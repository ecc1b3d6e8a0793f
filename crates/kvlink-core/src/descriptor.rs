//! Command metadata published to the host.

use serde::{Deserialize, Serialize};
use std::collections::BTreeMap;
use std::fmt;

/// HTTP verb of a route or endpoint.
#[derive(Debug, Clone, Copy, PartialEq, Eq, Hash, Serialize, Deserialize)]
#[serde(rename_all = "lowercase")]
pub enum Method {
    Get,
    Post,
    Delete,
}

impl Method {
    pub fn as_str(self) -> &'static str {
        match self {
            Method::Get => "GET",
            Method::Post => "POST",
            Method::Delete => "DELETE",
        }
    }
}

impl fmt::Display for Method {
    fn fmt(&self, f: &mut fmt::Formatter<'_>) -> fmt::Result {
        f.write_str(self.as_str())
    }
}

/// Where the transport mounts a command, e.g. `GET /get/{key}`.
#[derive(Debug, Clone, PartialEq, Eq, Serialize, Deserialize)]
pub struct Route {
    pub method: Method,
    pub path: String,
}

impl Route {
    pub fn new(method: Method, path: impl Into<String>) -> Self {
        Self {
            method,
            path: path.into(),
        }
    }

    pub fn get(path: impl Into<String>) -> Self {
        Self::new(Method::Get, path)
    }

    pub fn post(path: impl Into<String>) -> Self {
        Self::new(Method::Post, path)
    }

    pub fn delete(path: impl Into<String>) -> Self {
        Self::new(Method::Delete, path)
    }

    /// The endpoint as the host addresses it: no leading slash.
    pub fn endpoint(&self) -> Endpoint {
        Endpoint {
            endpoint: self.path.trim_start_matches('/').to_string(),
            method: self.method,
        }
    }
}

impl fmt::Display for Route {
    fn fmt(&self, f: &mut fmt::Formatter<'_>) -> fmt::Result {
        write!(f, "{} {}", self.method, self.path)
    }
}

/// How the host reaches a command.
#[derive(Debug, Clone, PartialEq, Eq, Serialize, Deserialize)]
pub struct Endpoint {
    pub endpoint: String,
    pub method: Method,
}

/// Static description of one command.
#[derive(Debug, Clone, PartialEq, Eq, Serialize, Deserialize)]
pub struct CommandDescriptor {
    /// Human-readable title.
    pub title: String,
    /// Return type tag, e.g. `ui.message` or `number[numbers.integer]`.
    pub returns: String,
    /// Natural-language syntax templates, any of which invokes the command.
    pub syntax: Vec<String>,
    pub handler: Endpoint,
}

impl CommandDescriptor {
    pub fn new(title: impl Into<String>, returns: impl Into<String>, route: &Route) -> Self {
        Self {
            title: title.into(),
            returns: returns.into(),
            syntax: Vec::new(),
            handler: route.endpoint(),
        }
    }

    pub fn syntax<I, S>(mut self, templates: I) -> Self
    where
        I: IntoIterator<Item = S>,
        S: Into<String>,
    {
        self.syntax.extend(templates.into_iter().map(Into::into));
        self
    }
}

/// The host module a command table is published into.
#[derive(Debug, Clone, Default, PartialEq, Eq, Serialize, Deserialize)]
pub struct ModuleDescriptor {
    pub name: String,
    pub title: String,
    #[serde(default)]
    pub commands: BTreeMap<String, CommandDescriptor>,
}

impl ModuleDescriptor {
    pub fn new(name: impl Into<String>, title: impl Into<String>) -> Self {
        Self {
            name: name.into(),
            title: title.into(),
            commands: BTreeMap::new(),
        }
    }

    /// Add or replace a command. Returns the replaced descriptor, if any.
    pub fn insert(
        &mut self,
        name: impl Into<String>,
        descriptor: CommandDescriptor,
    ) -> Option<CommandDescriptor> {
        self.commands.insert(name.into(), descriptor)
    }
}
//! HTTP transport: one route per command, plus `/module` and `/health`.
//!
//! The host runs in a browser, so every route answers cross-origin requests.

use crate::dispatch::Dispatcher;
use crate::registry::Command;
use axum::body::Bytes;
use axum::extract::{Path, Query, State};
use axum::http::StatusCode;
use axum::response::{IntoResponse, Response};
use axum::routing::{MethodFilter, get, on};
use axum::{Json, Router};
use kvlink_core::{Envelope, Method, ModuleDescriptor, PRECONDITION_FAILED, Request};
use serde_json::{Map, Value, json};
use std::collections::HashMap;
use std::sync::Arc;
use tower_http::cors::CorsLayer;

#[derive(Clone)]
struct AppState {
    dispatcher: Dispatcher,
    module: Arc<ModuleDescriptor>,
}

/// Build the router for every command in the dispatcher's registry.
pub fn router(dispatcher: Dispatcher, module: ModuleDescriptor) -> Router {
    let mut app = Router::new()
        .route("/module", get(module_descriptor))
        .route("/descriptor.json", get(module_descriptor))
        .route("/health", get(health));

    for command in dispatcher.registry().iter() {
        tracing::debug!("Mounting {} at {}", command.name, command.route);
        app = mount(app, command);
    }

    app.with_state(AppState {
        dispatcher,
        module: Arc::new(module),
    })
    .layer(CorsLayer::permissive())
}

fn mount(app: Router<AppState>, command: &Command) -> Router<AppState> {
    let filter = method_filter(command.route.method);
    let name = command.name.clone();

    // Path extraction fails on routes without captures, so only ask for it
    // where the route has some.
    let method_router = if command.route.path.contains('{') {
        on(
            filter,
            move |State(state): State<AppState>,
                  Path(path): Path<HashMap<String, String>>,
                  Query(query): Query<HashMap<String, String>>,
                  body: Bytes| {
                let name = name.clone();
                async move { invoke(&state, &name, path, query, &body).await }
            },
        )
    } else {
        on(
            filter,
            move |State(state): State<AppState>, Query(query): Query<HashMap<String, String>>, body: Bytes| {
                let name = name.clone();
                async move { invoke(&state, &name, HashMap::new(), query, &body).await }
            },
        )
    };

    app.route(&command.route.path, method_router)
}

fn method_filter(method: Method) -> MethodFilter {
    match method {
        Method::Get => MethodFilter::GET,
        Method::Post => MethodFilter::POST,
        Method::Delete => MethodFilter::DELETE,
    }
}

async fn invoke(
    state: &AppState,
    name: &str,
    path: HashMap<String, String>,
    query: HashMap<String, String>,
    body: &[u8],
) -> EnvelopeResponse {
    let body = match parse_body(body) {
        Ok(body) => body,
        Err(reason) => {
            return EnvelopeResponse(Envelope::failure_with_code(
                format!("invalid request body: {reason}"),
                PRECONDITION_FAILED,
            ));
        }
    };
    let request = Request::from_parts(path, query, body);
    EnvelopeResponse(state.dispatcher.dispatch(name, request).await)
}

/// An empty body is an empty object; anything else must be a JSON object.
fn parse_body(body: &[u8]) -> Result<Map<String, Value>, String> {
    if body.iter().all(u8::is_ascii_whitespace) {
        return Ok(Map::new());
    }
    match serde_json::from_slice::<Value>(body) {
        Ok(Value::Object(map)) => Ok(map),
        Ok(_) => Err("expected a JSON object".to_string()),
        Err(e) => Err(e.to_string()),
    }
}

/// Wire form of an [`Envelope`], with its status code.
pub struct EnvelopeResponse(pub Envelope);

impl IntoResponse for EnvelopeResponse {
    fn into_response(self) -> Response {
        let status = StatusCode::from_u16(self.0.status_code()).unwrap_or(StatusCode::OK);
        (status, Json(self.0.to_wire())).into_response()
    }
}

async fn module_descriptor(State(state): State<AppState>) -> Json<ModuleDescriptor> {
    Json(state.module.as_ref().clone())
}

async fn health(State(state): State<AppState>) -> Json<Value> {
    let connection = state.dispatcher.connection().info().await;
    Json(json!({ "status": "ok", "connection": connection }))
}

/// Resolves on Ctrl+C, or SIGTERM on unix.
pub async fn shutdown_signal() {
    let ctrl_c = async {
        if let Err(e) = tokio::signal::ctrl_c().await {
            tracing::warn!("Failed to listen for Ctrl+C: {}", e);
            std::future::pending::<()>().await;
        }
    };

    #[cfg(unix)]
    let terminate = async {
        match tokio::signal::unix::signal(tokio::signal::unix::SignalKind::terminate()) {
            Ok(mut signal) => {
                signal.recv().await;
            }
            Err(e) => {
                tracing::warn!("Failed to listen for SIGTERM: {}", e);
                std::future::pending::<()>().await;
            }
        }
    };

    #[cfg(not(unix))]
    let terminate = std::future::pending::<()>();

    tokio::select! {
        _ = ctrl_c => {},
        _ = terminate => {},
    }
    tracing::info!("Shutting down");
}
________
• What is expected: Look through the entries above and quote exactly the lines from the line with "route or endpoint." to the line with "no leading slash.", counting both of those lines.

• Response to the task:
/// HTTP verb of a route or endpoint.
#[derive(Debug, Clone, Copy, PartialEq, Eq, Hash, Serialize, Deserialize)]
#[serde(rename_all = "lowercase")]
pub enum Method {
    Get,
    Post,
    Delete,
}

impl Method {
    pub fn as_str(self) -> &'static str {
        match self {
            Method::Get => "GET",
            Method::Post => "POST",
            Method::Delete => "DELETE",
        }
    }
}

impl fmt::Display for Method {
    fn fmt(&self, f: &mut fmt::Formatter<'_>) -> fmt::Result {
        f.write_str(self.as_str())
    }
}

/// Where the transport mounts a command, e.g. `GET /get/{key}`.
#[derive(Debug, Clone, PartialEq, Eq, Serialize, Deserialize)]
pub struct Route {
    pub method: Method,
    pub path: String,
}

impl Route {
    pub fn new(method: Method, path: impl Into<String>) -> Self {
        Self {
            method,
            path: path.into(),
        }
    }

    pub fn get(path: impl Into<String>) -> Self {
        Self::new(Method::Get, path)
    }

    pub fn post(path: impl Into<String>) -> Self {
        Self::new(Method::Post, path)
    }

    pub fn delete(path: impl Into<String>) -> Self {
        Self::new(Method::Delete, path)
    }

    /// The endpoint as the host addresses it: no leading slash.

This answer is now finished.